The key influencers of fatigue
The key influencers of fatigue come down to how much one sleeps, the quality of that sleep and the timing consistency of when that sleep occurs.
Each metric has a range that’s considered normal, fair, or poor. Those details can be found here.
Sleep quantity is the most straightforward influencer of fatigue. Most adults require 7-9 hours of sleep daily to function optimally.
Sleep quality is the most complicated influencer of fatigue. There are many metrics that could suggest someone’s sleep quality, but several of them can only be measured with in-lab sleep testing (Polysomnography). On Analyze, metrics like Wake after sleep onset, Awakenings, Sleep latency, and Sleep efficiency may give you an idea of sleep quality.
Wake after sleep onset is a measure of sleep quality, helping you understand how fragmented someone's sleep is. It's the total number of awake minutes between the sleep onset and wake time.
Awakenings are any period of more than 5 continuous minutes where the movement of your wrist suggests you may be awake.
Generally speaking, continuous sleep with few awakenings is more efficient, and therefore more restorative. On the other hand, a high number of awakenings suggests that sleep is broken up and less restorative, and so more total sleep will be necessary to have the same health and alertness benefits than less fragmented sleep. For example, 7 hours of sleep with 2 awakenings will boost your Alertness Score more than 7 hours of sleep with 6 awakenings.
Analyze also shows you Awakenings per hour.

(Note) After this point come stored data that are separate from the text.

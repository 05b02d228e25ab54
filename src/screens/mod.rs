// Copyright (c) AlphaVelocity.
// All rights reserved.
//
// This source code is licensed under the license found in the
// LICENSE file in the root directory of this source tree.

pub mod dashboard;
pub mod register;
pub mod resume;
pub mod sign_in;
// Copyright (c) AlphaVelocity.
// All rights reserved.
//
// This source code is licensed under the license found in the
// LICENSE file in the root directory of this source tree.

use chrono::{
    DateTime, Datelike, FixedOffset, LocalResult, NaiveDate, NaiveDateTime, Offset, TimeZone, Utc,
    Weekday,
};
use gofinances::context::AppContext;
use gofinances::format::{format_day_month, Locale};
use gofinances::models::{ReportWindow, Transaction, TransactionKind, User};
use gofinances::screens::dashboard::Dashboard;
use gofinances::screens::resume::Resume;
use gofinances::storage::TransactionStore;
use rusqlite::Connection;
use std::fmt;

/// US Eastern time: UTC-5, or UTC-4 from the second Sunday of March to the
/// first Sunday of November.
#[derive(Debug, Clone, Copy)]
struct Eastern;

#[derive(Debug, Clone, Copy)]
struct EasternOffset(FixedOffset);

impl Offset for EasternOffset {
    fn fix(&self) -> FixedOffset {
        self.0
    }
}

impl fmt::Display for EasternOffset {
    fn fmt(&self, f: &mut fmt::Formatter<'_>) -> fmt::Result {
        fmt::Display::fmt(&self.0, f)
    }
}

fn est() -> EasternOffset {
    EasternOffset(FixedOffset::west_opt(5 * 3600).unwrap())
}

fn edt() -> EasternOffset {
    EasternOffset(FixedOffset::west_opt(4 * 3600).unwrap())
}

fn sunday(year: i32, month: u32, n: u8) -> NaiveDate {
    NaiveDate::from_weekday_of_month_opt(year, month, Weekday::Sun, n).unwrap()
}

impl TimeZone for Eastern {
    type Offset = EasternOffset;

    fn from_offset(_: &EasternOffset) -> Self {
        Eastern
    }

    fn offset_from_utc_datetime(&self, utc: &NaiveDateTime) -> EasternOffset {
        let year = utc.year();
        let start = sunday(year, 3, 2).and_hms_opt(7, 0, 0).unwrap();
        let end = sunday(year, 11, 1).and_hms_opt(6, 0, 0).unwrap();
        if *utc >= start && *utc < end { edt() } else { est() }
    }

    fn offset_from_utc_date(&self, utc: &NaiveDate) -> EasternOffset {
        self.offset_from_utc_datetime(&utc.and_hms_opt(0, 0, 0).unwrap())
    }

    fn offset_from_local_datetime(&self, local: &NaiveDateTime) -> LocalResult<EasternOffset> {
        let fits: Vec<EasternOffset> = [est(), edt()]
            .into_iter()
            .filter(|off| {
                let utc = *local - off.0;
                self.offset_from_utc_datetime(&utc).0 == off.0
            })
            .collect();
        match fits.as_slice() {
            [] => LocalResult::None,
            [one] => LocalResult::Single(*one),
            [a, b, ..] => LocalResult::Ambiguous(*a, *b),
        }
    }

    fn offset_from_local_date(&self, local: &NaiveDate) -> LocalResult<EasternOffset> {
        self.offset_from_local_datetime(&local.and_hms_opt(0, 0, 0).unwrap())
    }
}

fn setup() -> Connection {
    let conn = Connection::open_in_memory().unwrap();
    gofinances::db::init_schema(&conn).unwrap();
    conn
}

fn user() -> User {
    User {
        id: "u1".into(),
        name: "Ana".into(),
        email: None,
        photo: None,
    }
}

fn at(s: &str) -> DateTime<Utc> {
    s.parse().unwrap()
}

fn seed(conn: &Connection, id: &str, kind: TransactionKind, date: &str) {
    TransactionStore::new(conn)
        .append(
            "u1",
            &Transaction {
                id: id.into(),
                name: "Dinner".into(),
                amount: "40".parse().unwrap(),
                kind,
                category: "food".into(),
                date: at(date),
            },
        )
        .unwrap();
}

#[test]
fn eastern_zone_switches_offset_with_the_season() {
    assert_eq!(Eastern.offset_from_utc_datetime(&at("2023-02-01T04:30:00Z").naive_utc()).fix(), est().0);
    assert_eq!(Eastern.offset_from_utc_datetime(&at("2023-07-01T04:30:00Z").naive_utc()).fix(), edt().0);
}

#[test]
fn winter_evening_expense_stays_in_its_month_when_viewed_in_summer() {
    let conn = setup();
    // 23:30 EST on 31 January
    seed(&conn, "a", TransactionKind::Negative, "2023-02-01T04:30:00Z");
    let ctx = AppContext::new(&conn, user(), Locale::EnUs, Eastern);

    let summer = at("2023-07-15T12:00:00Z");
    let mut resume = Resume::new(&ctx, summer);
    assert_eq!(resume.window(), ReportWindow::new(2023, 7).unwrap());

    let mut jan = Resume::at(&ctx, ReportWindow::new(2023, 1).unwrap());
    jan.refresh();
    assert_eq!(jan.view().unwrap().categories.len(), 1);

    let mut feb = Resume::at(&ctx, ReportWindow::new(2023, 2).unwrap());
    feb.refresh();
    assert!(feb.view().unwrap().categories.is_empty());

    resume.refresh();
    assert!(resume.view().unwrap().categories.is_empty());
}

#[test]
fn dashboard_dates_use_the_offset_of_each_record() {
    let conn = setup();
    seed(&conn, "a", TransactionKind::Negative, "2023-02-01T04:30:00Z");
    // 23:30 EDT on 31 July
    seed(&conn, "b", TransactionKind::Positive, "2023-08-01T03:30:00Z");
    let ctx = AppContext::new(&conn, user(), Locale::EnUs, Eastern);

    let mut dashboard = Dashboard::new(&ctx);
    dashboard.refresh().unwrap();
    let view = dashboard.view().unwrap();
    assert_eq!(view.expenses.last_transaction, "Last expense January 31");
    assert_eq!(view.entries.last_transaction, "Last entry July 31");
    let dates: Vec<_> = view.transactions.iter().map(|t| t.date.as_str()).collect();
    assert_eq!(dates, vec!["01/31/23", "07/31/23"]);

    assert_eq!(
        format_day_month(&at("2023-02-01T04:30:00Z"), Locale::PtBr, &Eastern),
        "31 de janeiro"
    );
}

This is a better relative measure of the fragmentation of your sleep over time compared to total awakenings. For example, 4 awakenings over 8 hours of sleep (0.5/hr) is very different than 4 awakenings over 4 hours of sleep (1/hr).
Sleep latency is the average amount of time it takes for someone to transition from wakefulness to sleep. Take this metric with a grain of salt. It can be inflated on occasions where someone is motionless reading a book or watching a movie.
Sleep efficiency is another metric that could be influenced by someone lying in bed but not sleeping (i.e. reading a book or watching a movie). It’s the percentage of time spent in bed sleeping.
Both Sleep latency and Sleep efficiency are helpful hints as to someone’s sleep quality if looked at from a macro perspective and in conjunction with other metrics.
Going to bed and waking up at the same time every day makes everything to do with sleep easier. Inconsistent sleepers will find it more difficult to fall asleep and wake, and to regularly obtain a sufficient amount of sleep. This is due to the 24-hour internal body clock (the circadian rhythm) which cycles between sleepiness and alertness at regular intervals. When we deviate daily from the natural signals of our body clock, our natural biology gets out of alignment.
Metrics like Sleep onset, Wake time, Onset variance, and Wake variance are the key metrics here. Sleep onset is the time of transition from wakefulness to sleep for the major sleep period or the moment one falls asleep, and Wake time marks the end of the major sleep period or when one wakes up.
The Onset and Wake variances are measures of consistency. Onset variance tells you how much difference there is between a particular night’s Sleep onset and the average sleep onset for the date range you’ve selected. Wake variance is calculated in the same way using Wake times.
To learn what each metric is, how it’s calculated, and what the normal range is, hover over the name. What values show up as red, orange, or green are dependent on the normal range for that particular metric.
Sort the table by a metric by clicking the name. You can also choose to hide or show particular metrics using the dropdown menu just above the table on the right. This helps you focus on the metrics you want, and not the ones you don’t.